What the task requires: Every line in the records below between the one holding "let stale: Vec<String>" and the one holding "let matches = indexer.find_symbol(query, kind.as_ref());", inclusive, is to be set down exactly; all other lines are to be left out.

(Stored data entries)
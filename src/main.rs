/// codemap: structural symbol index for a codebase
///
/// Commands:
/// - init: full index of the project into `.codemap/`
/// - update: re-index changed files (or every stale file with --all)
/// - validate: report files whose content changed since indexing
/// - find / show / lines: query the index
/// - watch: keep the index current as files change
use anyhow::{Context, Result, bail};
use clap::{Parser, Subcommand};
use codemap::config::CodemapConfig;
use codemap::indexer::{ErrorPreview, Indexer, UpdateOutcome};
use codemap::query::parse_line_query;
use codemap::watcher::WatchSession;
use codemap_extractors::SymbolKind;
use std::io::BufRead;
use std::path::{Path, PathBuf};
use std::time::Instant;
use tracing::{debug, info};

#[derive(Parser)]
#[command(name = "codemap")]
#[command(about = "Structural symbol index for codebases", long_about = None)]
#[command(version)]
struct Cli {
    /// Project root
    #[arg(short, long, global = true, default_value = ".")]
    root: PathBuf,

    /// Optional log file path for debug logging
    #[arg(long, global = true)]
    log: Option<PathBuf>,

    #[command(subcommand)]
    command: Commands,
}

#[derive(Subcommand)]
enum Commands {
    /// Index the whole project from scratch
    Init {
        /// Only index these languages (comma-separated)
        #[arg(short, long, value_delimiter = ',')]
        languages: Vec<String>,

        /// Extra exclude globs
        #[arg(short, long)]
        exclude: Vec<String>,
    },

    /// Re-index the given files
    Update {
        files: Vec<PathBuf>,

        /// Re-index every stale file instead
        #[arg(short, long)]
        all: bool,
    },

    /// List indexed files that are stale; exits non-zero if any are
    Validate { files: Vec<PathBuf> },

    /// Find symbols by case-insensitive name substring
    Find {
        query: String,

        /// Only symbols of this type (class, method, ...)
        #[arg(short = 't', long = "type")]
        kind: Option<String>,
    },

    /// Print the indexed entry of one file
    Show { file: PathBuf },

    /// Symbols overlapping a line range, e.g. `src/app.py:45-89`
    Lines { spec: String },

    /// Watch the project and re-index files as they change
    Watch {
        /// Debounce window in milliseconds
        #[arg(short, long)]
        debounce: Option<u64>,

        /// Do not print each update
        #[arg(short, long)]
        quiet: bool,
    },

    /// Index totals
    Stats,
}

fn main() -> Result<()> {
    let cli = Cli::parse();
    init_logging(cli.log.as_ref())?;

    let root = cli.root;
    match cli.command {
        Commands::Init { languages, exclude } => init(&root, languages, exclude),
        Commands::Update { files, all } => update(&root, files, all),
        Commands::Validate { files } => validate(&root, files),
        Commands::Find { query, kind } => find(&root, &query, kind),
        Commands::Show { file } => show(&root, &file),
        Commands::Lines { spec } => lines(&root, &spec),
        Commands::Watch { debounce, quiet } => watch(&root, debounce, quiet),
        Commands::Stats => stats(&root),
    }
}

/// Initialize logging with optional file output
fn init_logging(log_path: Option<&PathBuf>) -> Result<()> {
    use tracing_subscriber::fmt::writer::MakeWriterExt;

    if let Some(log_file) = log_path {
        // With log file: info+ to file, warn+ to stderr
        let env_filter = tracing_subscriber::EnvFilter::try_from_default_env()
            .unwrap_or_else(|_| tracing_subscriber::EnvFilter::new("info"));

        let file_appender = tracing_appender::rolling::never(
            log_file.parent().unwrap_or_else(|| Path::new(".")),
            log_file
                .file_name()
                .and_then(|n| n.to_str())
                .unwrap_or("codemap.log"),
        );

        tracing_subscriber::fmt()
            .with_env_filter(env_filter)
            .with_writer(file_appender.and(std::io::stderr.with_max_level(tracing::Level::WARN)))
            .init();

        eprintln!("Debug logging enabled: {:?}", log_file);
    } else {
        let env_filter = tracing_subscriber::EnvFilter::try_from_default_env()
            .unwrap_or_else(|_| tracing_subscriber::EnvFilter::new("warn"));

        tracing_subscriber::fmt()
            .with_env_filter(env_filter)
            .with_writer(std::io::stderr)
            .init();
    }

    Ok(())
}

fn load(root: &Path) -> Result<Indexer> {
    Indexer::load_existing(root).context("Run `codemap init` first")
}

fn init(root: &Path, languages: Vec<String>, exclude: Vec<String>) -> Result<()> {
    let start = Instant::now();
    let mut config = CodemapConfig::load(root).with_extra_excludes(exclude);
    if !languages.is_empty() {
        config.languages = languages;
    }

    let mut indexer = Indexer::new(root, config)?;
    let report = indexer.index_all()?;

    println!(
        "Indexed {} files ({} symbols) in {:.2}s",
        report.files_indexed,
        report.symbols_indexed,
        start.elapsed().as_secs_f64()
    );
    if !report.errors.is_empty() {
        println!("{} files had problems:", report.errors.len());
        print!("{}", ErrorPreview::new(&report.errors));
    }
    Ok(())
}

fn update(root: &Path, files: Vec<PathBuf>, all: bool) -> Result<()> {
    let mut indexer = load(root)?;

    if all {
        let report = indexer.update_all_stale()?;
        println!("Updated {} stale files", report.updated);
        if !report.errors.is_empty() {
            println!("{} files failed:", report.errors.len());
            print!("{}", ErrorPreview::new(&report.errors));
        }
        return Ok(());
    }

    if files.is_empty() {
        bail!("No files given; pass file paths or --all");
    }

    let mut errors = Vec::new();
    // Relative paths are resolved against --root by the indexer
    for file in files {
        match indexer.update(&file) {
            Ok(outcome) => println!("{}: {}", file.display(), describe(&outcome)),
            Err(e) => errors.push((file.display().to_string(), e.to_string())),
        }
    }
    if !errors.is_empty() {
        println!("{} files failed:", errors.len());
        print!("{}", ErrorPreview::new(&errors));
    }
    Ok(())
}

fn describe(outcome: &UpdateOutcome) -> String {
    match outcome {
        UpdateOutcome::Removed { was_indexed: true } => "removed from index".to_string(),
        UpdateOutcome::Removed { was_indexed: false } => "not found".to_string(),
        UpdateOutcome::Indexed {
            symbols,
            syntax_warning: Some(warning),
            ..
        } => format!("indexed {} symbols (syntax error: {})", symbols, warning),
        UpdateOutcome::Indexed {
            symbols,
            symbols_changed,
            ..
        } => format!("indexed {} symbols ({} changed)", symbols, symbols_changed),
        UpdateOutcome::Skipped => "skipped, no extractor for this file type".to_string(),
    }
}

fn validate(root: &Path, files: Vec<PathBuf>) -> Result<()> {
    let mut indexer = load(root)?;

    let stale: Vec<String> = if files.is_empty() {
        indexer.validate_all()
    } else {
        let mut stale = Vec::new();
        for file in files {
            if !indexer.validate(&file) {
                stale.push(file.display().to_string());
            }
        }
        stale
    };

    if stale.is_empty() {
        println!("All indexed files are up to date");
        return Ok(());
    }
    println!("{} stale files:", stale.len());
    for path in &stale {
        println!("  {}", path);
    }
    std::process::exit(1);
}

fn find(root: &Path, query: &str, kind: Option<String>) -> Result<()> {
    let mut indexer = load(root)?;
    let kind = kind.map(|k| SymbolKind::from_string(&k));
    let matches = indexer.find_symbol(query, kind.as_ref());
    debug!("find {:?} -> {} matches", query, matches.len());
    println!("{}", serde_json::to_string_pretty(&matches)?);
    Ok(())
}

fn show(root: &Path, file: &Path) -> Result<()> {
    let mut indexer = load(root)?;
    let rel_path = indexer.rel_path(file)?;
    match indexer.store_mut().get(&rel_path) {
        Some(entry) => println!("{}", serde_json::to_string_pretty(entry)?),
        None => bail!("{} is not indexed", rel_path),
    }
    Ok(())
}

fn lines(root: &Path, spec: &str) -> Result<()> {
    let query = parse_line_query(spec)?;
    let mut indexer = load(root)?;
    match indexer.symbols_in_range(Path::new(&query.path), &query.range)? {
        Some(matches) => println!("{}", serde_json::to_string_pretty(&matches)?),
        None => bail!("{} is not indexed", query.path),
    }
    Ok(())
}

fn watch(root: &Path, debounce: Option<u64>, quiet: bool) -> Result<()> {
    let mut indexer = match Indexer::load_existing(root) {
        Ok(indexer) => indexer,
        Err(codemap::CodemapError::NotFound(_)) => {
            info!("No index yet, building one before watching");
            let mut indexer = Indexer::new(root, CodemapConfig::load(root))?;
            indexer.index_all()?;
            indexer
        }
        Err(e) => return Err(e.into()),
    };

    let stale = indexer.update_all_stale()?;
    if stale.updated > 0 {
        println!("Caught up {} stale files", stale.updated);
    }
    if let Some(ms) = debounce {
        indexer.set_debounce_ms(ms);
    }

    let session = WatchSession::start(indexer, move |change, result| {
        if quiet {
            return;
        }
        match result {
            Ok(outcome) => println!("{}: {}", change.path.display(), describe(outcome)),
            Err(e) => println!("{}: failed: {}", change.path.display(), e),
        }
    })?;

    println!("Watching {} (press Enter to stop)", session.root().display());
    let mut line = String::new();
    std::io::stdin().lock().read_line(&mut line)?;

    if !session.stop() {
        eprintln!("Watcher threads did not stop cleanly");
    }
    Ok(())
}

fn stats(root: &Path) -> Result<()> {
    let mut indexer = load(root)?;
    let breakdown = indexer.store_mut().breakdown();
    let manifest = indexer.store().manifest();
    println!("Root:        {}", manifest.root);
    println!("Version:     {}", manifest.version);
    println!("Generated:   {}", manifest.generated_at.to_rfc3339());
    println!("Files:       {}", manifest.stats.total_files);
    println!("Symbols:     {}", manifest.stats.total_symbols);
    println!("Directories: {}", manifest.directories.len());
    if let Some(at) = manifest.stats.last_full_index {
        println!("Updated:     {}", at.to_rfc3339());
    }

    if !breakdown.files_by_language.is_empty() {
        println!("\nFiles by language:");
        for (language, count) in &breakdown.files_by_language {
            println!("  {}: {}", language, count);
        }
    }
    if !breakdown.symbols_by_kind.is_empty() {
        println!("\nSymbols by type:");
        for (kind, count) in breakdown.kinds_by_count() {
            println!("  {}: {}", kind, count);
        }
    }
    if !manifest.directories.is_empty() {
        println!("\nIndexed directories:");
        for directory in &manifest.directories {
            if directory.is_empty() {
                println!("  .codemap/ (root files)");
            } else {
                println!("  .codemap/{}/", directory);
            }
        }
    }
    Ok(())
}
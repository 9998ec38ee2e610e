//! SQL DDL: tables with their columns, views, indexes, functions, triggers,
//! types, sequences, schemas and databases

use crate::base::{Symbol, SymbolKind};
use crate::engine::{TreeSitterExtractor, TreeWalker};
use crate::rules::{LanguageSpec, NodeRule};
use tree_sitter::{Language, Node};

/// Schema-qualified names resolve to the object, not the schema
const OBJECT_NAME_PATHS: &[&str] = &["object_reference/name", "object_reference/identifier"];
const DIRECT_NAME_PATHS: &[&str] = &["identifier"];

fn grammar(_path: &str) -> Language {
    tree_sitter_sequel::LANGUAGE.into()
}

fn other(kind: &str) -> SymbolKind {
    SymbolKind::Other(kind.to_string())
}

pub fn spec() -> LanguageSpec {
    LanguageSpec::new("sql", &[".sql"], grammar)
        .rule(
            "create_table",
            NodeRule::new(other("table"), OBJECT_NAME_PATHS)
                .body(&["column_definitions"])
                .keep_member_kinds(),
        )
        .rule("create_view", NodeRule::new(other("view"), OBJECT_NAME_PATHS))
        .rule(
            "create_materialized_view",
            NodeRule::new(other("materialized_view"), OBJECT_NAME_PATHS),
        )
        .rule("create_index", NodeRule::new(other("index"), DIRECT_NAME_PATHS))
        .rule("create_trigger", NodeRule::new(other("trigger"), OBJECT_NAME_PATHS))
        .rule("create_type", NodeRule::new(SymbolKind::Type, OBJECT_NAME_PATHS))
        .rule("create_sequence", NodeRule::new(other("sequence"), OBJECT_NAME_PATHS))
        .rule("create_schema", NodeRule::new(other("schema"), DIRECT_NAME_PATHS))
        .rule("create_database", NodeRule::new(other("database"), DIRECT_NAME_PATHS))
        .override_node("create_function", create_function)
        .override_node("column_definition", column_definition)
        .comments(&["comment", "marginalia"])
}

pub fn extractor() -> TreeSitterExtractor {
    TreeSitterExtractor::new(spec())
}

/// Arguments plus the declared return type: `(a INT, b INT) -> INT`
fn create_function(walker: &TreeWalker<'_>, node: Node<'_>) -> Option<Symbol> {
    let name = walker.name(node, OBJECT_NAME_PATHS)?;

    let mut signature = walker
        .base
        .find_child(&node, "function_arguments")
        .map(|args| collapse(&walker.base.get_node_text(&args)))
        .unwrap_or_else(|| "()".to_string());
    if let Some(returns) = return_type(walker, node) {
        signature.push_str(" -> ");
        signature.push_str(&returns);
    }

    Some(
        Symbol::new(name, SymbolKind::Function, walker.base.line_range(&node))
            .with_signature(Some(signature).filter(|s| s != "()"))
            .with_docstring(walker.preceding_comment(node)),
    )
}

/// The node right after `RETURNS`; built-in types are upper-cased
fn return_type(walker: &TreeWalker<'_>, node: Node<'_>) -> Option<String> {
    let mut cursor = node.walk();
    let ty = node
        .children(&mut cursor)
        .skip_while(|c| c.kind() != "keyword_returns")
        .nth(1)?;
    let text = collapse(&walker.base.get_node_text(&ty));
    match ty.kind() {
        "identifier" | "object_reference" => Some(text),
        _ => Some(text.to_uppercase()),
    }
}

/// Columns only count inside a table body
fn column_definition(walker: &TreeWalker<'_>, node: Node<'_>) -> Option<Symbol> {
    if node.parent()?.kind() != "column_definitions" {
        return None;
    }
    let name = walker.name(node, &["name", "identifier"])?;
    Some(
        Symbol::new(name, other("column"), walker.base.line_range(&node))
            .with_docstring(walker.preceding_comment(node)),
    )
}

fn collapse(text: &str) -> String {
    text.split_whitespace().collect::<Vec<_>>().join(" ")
}
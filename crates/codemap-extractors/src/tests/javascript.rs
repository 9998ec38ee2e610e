// JavaScript extraction: exports, arrow bindings, classes

use super::test_utils::{extract, find, names};
use crate::base::SymbolKind;
use crate::languages::javascript;

const CODE: &str = r#"/**
 * Formats a name.
 * @param {string} name
 */
export function formatName(name) {
  return name.trim();
}

export const greet = async (who) => `hi ${who}`;

const LIMIT = 10;

class Greeter {
  constructor(prefix) {
    this.prefix = prefix;
  }

  async greet(name) {
    return this.prefix + name;
  }
}
"#;

#[test]
fn test_exported_function_with_jsdoc() {
    let symbols = extract(&javascript::extractor(), CODE, "src/format.js");
    let format = find(&symbols, "formatName").unwrap();

    assert_eq!(format.kind, SymbolKind::Function);
    assert_eq!(format.signature.as_deref(), Some("(name)"));
    assert_eq!(format.docstring.as_deref(), Some("Formats a name."));
    assert_eq!((format.lines.start, format.lines.end), (5, 7));
}

#[test]
fn test_arrow_binding_is_a_function() {
    let symbols = extract(&javascript::extractor(), CODE, "src/format.js");
    let greet = &symbols[1];

    assert_eq!(greet.name, "greet");
    assert_eq!(greet.kind, SymbolKind::AsyncFunction);
    assert_eq!(greet.signature.as_deref(), Some("(who)"));
}

#[test]
fn test_plain_constants_are_not_symbols() {
    let symbols = extract(&javascript::extractor(), CODE, "src/format.js");
    assert_eq!(names(&symbols), vec!["formatName", "greet", "Greeter"]);
}

#[test]
fn test_class_methods() {
    let symbols = extract(&javascript::extractor(), CODE, "src/format.js");
    let class = find(&symbols, "Greeter").unwrap();

    assert_eq!(class.kind, SymbolKind::Class);
    assert_eq!(names(&class.children), vec!["constructor", "greet"]);
    assert_eq!(class.children[0].kind, SymbolKind::Method);
    assert_eq!(class.children[1].kind, SymbolKind::AsyncMethod);
}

Response box:
    let stale: Vec<String> = if files.is_empty() {
        indexer.validate_all()
    } else {
        let mut stale = Vec::new();
        for file in files {
            if !indexer.validate(&file) {
                stale.push(file.display().to_string());
            }
        }
        stale
    };

    if stale.is_empty() {
        println!("All indexed files are up to date");
        return Ok(());
    }
    println!("{} stale files:", stale.len());
    for path in &stale {
        println!("  {}", path);
    }
    std::process::exit(1);
}

fn find(root: &Path, query: &str, kind: Option<String>) -> Result<()> {
    let mut indexer = load(root)?;
    let kind = kind.map(|k| SymbolKind::from_string(&k));
    let matches = indexer.find_symbol(query, kind.as_ref());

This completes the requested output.